Глазки Викентия Федоровича забегали. Он вцепился руками в край стола.
– Не делай этого, Сереженька, я тебя очень прошу!
На лице Сергея Борисовича Комова появилась язвительная улыбка. Глаза сузились, брови сошлись к переносице. Он смотрел на своего бывшего школьного учителя так, как смотрят на змею, опасную и отвратительную.
– Сереженька, дружок… – произнес Смехов и изо всех сил толкнул стол.
Посуда со звоном полетела на пол. Комов не успел среагировать, он не ожидал подобной прыти от Викентия Федоровича. Ударом его отбросило к кухонной мойке, пистолет выпал из руки на пол. Викентий Федорович бросился на полковника ФСБ, его руки потянулись к горлу. Они катались по полу, раздавливая посуду, хрипя, пытались освободиться друг от друга.
Комов нащупал нож, старинный, серебряный, с тяжелым черенком. Он сжал его в левой руке. В это время пальцы Викентия Федоровича Смехова уже подобрались к горлу Комова. Он вцепился в него изо всех сил – так альпинисты цепляются за веревку, раскачиваясь над ущельем.
– Все.., тебе все… – шипел Смехов, сильнее и сильнее сжимая пальцы. Комов хрипел, дергался.
Наконец он смог занести левую руку для удара и наотмашь лезвием полоснул Смехова по лицу. Лезвие ножа скрежетнуло по кости переносицы. Хватка Смехова ослабела, но лишь на какое-то мгновение. Комову этих секунд хватило, чтобы еще раз отвести руку в сторону.

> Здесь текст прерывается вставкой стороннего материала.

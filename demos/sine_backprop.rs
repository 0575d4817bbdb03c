use std::f64::consts::PI;

use rust_flatnet::{
    Activation, Dataset, ErrorFunction, NetworkBuilder, PropagationTrainer, TrainConfig,
    TrainingMethod,
};
use tracing_subscriber::EnvFilter;

fn main() -> rust_flatnet::Result<()> {
    tracing_subscriber::fmt()
        .with_env_filter(EnvFilter::try_from_default_env().unwrap_or_else(|_| EnvFilter::new("info")))
        .init();

    // y = sin(x) on [-pi, pi], inputs scaled to [-1, 1].
    let n = 32;
    let xs: Vec<Vec<f64>> = (0..n)
        .map(|i| vec![-1.0 + 2.0 * i as f64 / (n - 1) as f64])
        .collect();
    let ys: Vec<Vec<f64>> = xs.iter().map(|x| vec![(x[0] * PI).sin()]).collect();
    let train = Dataset::from_rows(&xs, &ys)?;

    let mut net = NetworkBuilder::new(1, 1.0)?
        .add_layer(Activation::elliott_symmetric(), 10, 1.0)?
        .add_layer(Activation::Linear, 1, 0.0)?
        .build_with_seed(1)?;

    let method = TrainingMethod::Backprop {
        learning_rate: 0.005,
        momentum: 0.8,
    };
    let mut trainer = PropagationTrainer::create(&mut net, ErrorFunction::Linear, &train, method)?;
    let report = trainer.train(&TrainConfig {
        method,
        max_epochs: 10_000,
        target_error: Some(1e-3),
        seed: None,
    })?;
    println!(
        "epochs={} final_error={:.6} reached_target={}",
        report.epochs, report.final_error, report.reached_target
    );

    let mse = net.evaluate(&train)?;
    println!("train_mse={mse:.6}");
    for x in [-0.5, 0.0, 0.25, 0.5] {
        let y = net.compute(&[x])?[0];
        println!("sin({:+.3}) ~ {y:+.4} (exact {:+.4})", x * PI, (x * PI).sin());
    }
    Ok(())
}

Левой рукой из очень неудобного положения Сергей Комов нанес удар. На этот раз он попал в правый глаз Смехова. Тот истошно завопил, продолжая сжимать противнику горло. По рукам Викентия Смехова, а потом и по всему его телу прошла волна судороги, пальцы на мгновение разжались. Комов умудрился еще дважды вонзить серебряный столовый нож в глаз Викентию Павловичу Смехову.
Из рассеченного первым ударом лица, из выбитого глаза на лицо Комову полилась кровь. Он сбросил с себя Смехова, навалился на него и принялся беспорядочно бить поверженного мужчину в голову ножом, сжимая рукоять двумя руками.